TASK INPUT Block Start
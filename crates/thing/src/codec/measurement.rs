use healthvault_xml::Element;

use super::ValueCodec;
use super::reader::{ElementReader, parse_decimal};
use crate::error::{ValidationError, ValidationReport};
use crate::path::FieldPath;
use crate::schema::MeasurementKind;
use crate::validate::at_least;
use crate::values::{DisplayValue, Measurement};

// <display units="lb" units-code="lb">154</display>
impl ValueCodec for DisplayValue {
    fn decode(reader: &mut ElementReader<'_>) -> Result<Self, ValidationError> {
        let units = reader.attribute("units").map(str::to_string);
        let units_code = reader.attribute("units-code").map(str::to_string);
        let text = reader.text()?;
        Ok(DisplayValue {
            value: parse_decimal(&text, reader.path())?,
            units,
            units_code,
        })
    }

    fn encode(&self, element: &mut Element) {
        if let Some(units) = &self.units {
            element.set_attribute("units", units.as_str());
        }
        if let Some(code) = &self.units_code {
            element.set_attribute("units-code", code.as_str());
        }
        element.push_text(self.value.to_string());
    }
}

/// Reads `<unit>value</unit>` plus an optional `<display>`, where the unit
/// element is named by `kind`.
pub(crate) fn decode(
    reader: &mut ElementReader<'_>,
    kind: &MeasurementKind,
) -> Result<Measurement, ValidationError> {
    let value = reader.required_decimal(&kind.unit_element)?;
    let display = match reader.optional("display")? {
        Some(child) => {
            let mut nested = reader.nested(child);
            let display = DisplayValue::decode(&mut nested)?;
            nested.finish();
            Some(display)
        }
        None => None,
    };
    Ok(Measurement { value, display })
}

pub(crate) fn encode(value: &Measurement, kind: &MeasurementKind, element: &mut Element) {
    element.push_element(Element::leaf(kind.unit_element.as_str(), value.value.to_string()));
    if let Some(display) = &value.display {
        let mut child = Element::new("display");
        display.encode(&mut child);
        element.push_element(child);
    }
}

pub(crate) fn check(
    value: &Measurement,
    kind: &MeasurementKind,
    path: &FieldPath,
    report: &mut ValidationReport,
) {
    if !at_least(value.value, kind.minimum) {
        report.push(ValidationError::out_of_range(
            path.child(&kind.unit_element),
            format!("{} {} is below the minimum", value.value, kind.unit_element),
        ));
    }
    if let Some(display) = &value.display {
        let path = path.child("display");
        for (name, text) in [("units", &display.units), ("units-code", &display.units_code)] {
            if text.as_deref().is_some_and(|text| text.trim().is_empty()) {
                report.push(ValidationError::blank(path.attribute(name)));
            }
        }
    }
}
TASK INPUT Block End
WHAT TO PRODUCE:
Without altering a single word, reproduce the entries above.

RESPONSE:
filename crates/thing/src/codec/measurement.rs
use healthvault_xml::Element;

use super::ValueCodec;
use super::reader::{ElementReader, parse_decimal};
use crate::error::{ValidationError, ValidationReport};
use crate::path::FieldPath;
use crate::schema::MeasurementKind;
use crate::validate::at_least;
use crate::values::{DisplayValue, Measurement};

// <display units="lb" units-code="lb">154</display>
impl ValueCodec for DisplayValue {
    fn decode(reader: &mut ElementReader<'_>) -> Result<Self, ValidationError> {
        let units = reader.attribute("units").map(str::to_string);
        let units_code = reader.attribute("units-code").map(str::to_string);
        let text = reader.text()?;
        Ok(DisplayValue {
            value: parse_decimal(&text, reader.path())?,
            units,
            units_code,
        })
    }

    fn encode(&self, element: &mut Element) {
        if let Some(units) = &self.units {
            element.set_attribute("units", units.as_str());
        }
        if let Some(code) = &self.units_code {
            element.set_attribute("units-code", code.as_str());
        }
        element.push_text(self.value.to_string());
    }
}

/// Reads `<unit>value</unit>` plus an optional `<display>`, where the unit
/// element is named by `kind`.
pub(crate) fn decode(
    reader: &mut ElementReader<'_>,
    kind: &MeasurementKind,
) -> Result<Measurement, ValidationError> {
    let value = reader.required_decimal(&kind.unit_element)?;
    let display = match reader.optional("display")? {
        Some(child) => {
            let mut nested = reader.nested(child);
            let display = DisplayValue::decode(&mut nested)?;
            nested.finish();
            Some(display)
        }
        None => None,
    };
    Ok(Measurement { value, display })
}

pub(crate) fn encode(value: &Measurement, kind: &MeasurementKind, element: &mut Element) {
    element.push_element(Element::leaf(kind.unit_element.as_str(), value.value.to_string()));
    if let Some(display) = &value.display {
        let mut child = Element::new("display");
        display.encode(&mut child);
        element.push_element(child);
    }
}

pub(crate) fn check(
    value: &Measurement,
    kind: &MeasurementKind,
    path: &FieldPath,
    report: &mut ValidationReport,
) {
    if !at_least(value.value, kind.minimum) {
        report.push(ValidationError::out_of_range(
            path.child(&kind.unit_element),
            format!("{} {} is below the minimum", value.value, kind.unit_element),
        ));
    }
    if let Some(display) = &value.display {
        let path = path.child("display");
        for (name, text) in [("units", &display.units), ("units-code", &display.units_code)] {
            if text.as_deref().is_some_and(|text| text.trim().is_empty()) {
                report.push(ValidationError::blank(path.attribute(name)));
            }
        }
    }
}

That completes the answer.